Avital Pardo: I kind of agree with both. I would say, not in apps, not in hardware. But something in the middle. Can be software, can be kind of a software infrastructure. But somewhere there. I think what's more important is what's happening in the application of the level of technology, and less important how it was actually built. I think what's going to be extremely interesting about this revolution is that this is the first time we're seeing a machine that kind of thinks in a similar way to a human. That has deduction capabilities and reasoning capabilities and generalization capabilities that is very human-like thinking. And that can interact with humans. We're still in the very early days of that. And I think we'll see that developing over time to a place where the machines think like humans.

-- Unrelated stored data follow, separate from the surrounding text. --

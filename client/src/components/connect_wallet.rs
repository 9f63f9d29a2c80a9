//! Connect-wallet control shown in the navigation bar.

use leptos::prelude::*;
use leptos_router::NavigateOptions;
use leptos_router::hooks::use_navigate;

use crate::components::connection_options_modal::ConnectionOptionsModal;
use crate::state::wallet::WalletState;
use crate::wallet::control::{ControlView, FALLBACK_MESSAGE, disconnect_and_return_home};
use crate::wallet::provider::WalletHandle;

/// Renders one of: a "Connect wallet" toggle with its option modal, the
/// fallback notice, the connected address (click to disconnect), or nothing.
#[component]
pub fn ConnectWallet(#[prop(into)] wallet: Signal<WalletState>, provider: WalletHandle) -> impl IntoView {
    let navigate = use_navigate();
    let show_modal = RwSignal::new(false);
    let control = Memo::new(move |_| ControlView::from_state(&wallet.get()));

    let on_disconnect = {
        let provider = provider.clone();
        move |_| {
            show_modal.set(false);
            disconnect_and_return_home(provider.as_ref(), |path| navigate(path, NavigateOptions::default()));
        }
    };

    view! {
        <div class="connect-wallet">
            {move || match control.get() {
                ControlView::Selector(options) => {
                    let provider = provider.clone();
                    view! {
                        <button class="btn connect-wallet__toggle" type="button" on:click=move |_| show_modal.update(|s| *s = !*s)>
                            <span class="connect-wallet__text">"Connect wallet"</span>
                        </button>
                        <ConnectionOptionsModal show=show_modal options=options provider=provider/>
                    }
                        .into_any()
                }
                ControlView::Fallback => {
                    view! { <div class="connect-wallet__fallback">{FALLBACK_MESSAGE}</div> }.into_any()
                }
                ControlView::Address(address) => {
                    let on_disconnect = on_disconnect.clone();
                    view! {
                        <button
                            class="btn connect-wallet__address"
                            type="button"
                            title="Disconnect wallet"
                            on:click=on_disconnect
                        >
                            <span class="connect-wallet__text">{address}</span>
                        </button>
                    }
                        .into_any()
                }
                ControlView::Hidden => ().into_any(),
            }}
        </div>
    }
}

There would be some kind of a machine logic that is different than a human logic. It's very similar to how machines started playing chess. They started playing chess like humans. But for the past 5 years, they're playing chess in a very different way. And then we understand that human strategies within chess are just a subset of strategies and do not represent everything. And I think it's going to be the same with human logic. And we understand that the way we think of the world and human logic is just a subset of potential logic, and that what we're now excited about is that machines started thinking like humans. But in a few years, we’ll understand that they will stop thinking like humans. It will be very scary, but I think a lot of the value will come from there over time.
Daniel Cohen (Moderator): And will we then learn how to think in different logical patterns?
Mark Bertolini: Humans will never be able to analyze the level of data that these new machines will think. So how do we create the connection that allows us to learn, because our brains are too primitive to do what they ultimately will do. So, when you talk about neural networks, from the human standpoint, we're primitive. They're going to be far more advanced, less emotional.
Daniel Cohen (Moderator): How do you think AI will help patient engagement and members getting in and staying in care?
Mark Bertolini: I think it'll be very powerful, and what I call the next best thing to do for a patient. So, here's where I am at this moment in time. And here's the next most important thing I can do to improve my quality of life. And that's going to be patient determined. So, quality of life is determined by me, not by the front cover of men's fitness magazines. You know, what is my version of health? Because most people view their health as a barrier to the life they want to lead, not as some sort of condition. So, if I can solve the limitations in my life around health by taking the next best step, then that's where these machines will help.
Daniel Cohen (Moderator): I hope everybody who's listened to us enjoyed it, and I hope most of all our panelists enjoyed it. I've definitely learned a decent amount. Thank you everybody and I hope to talk to you soon.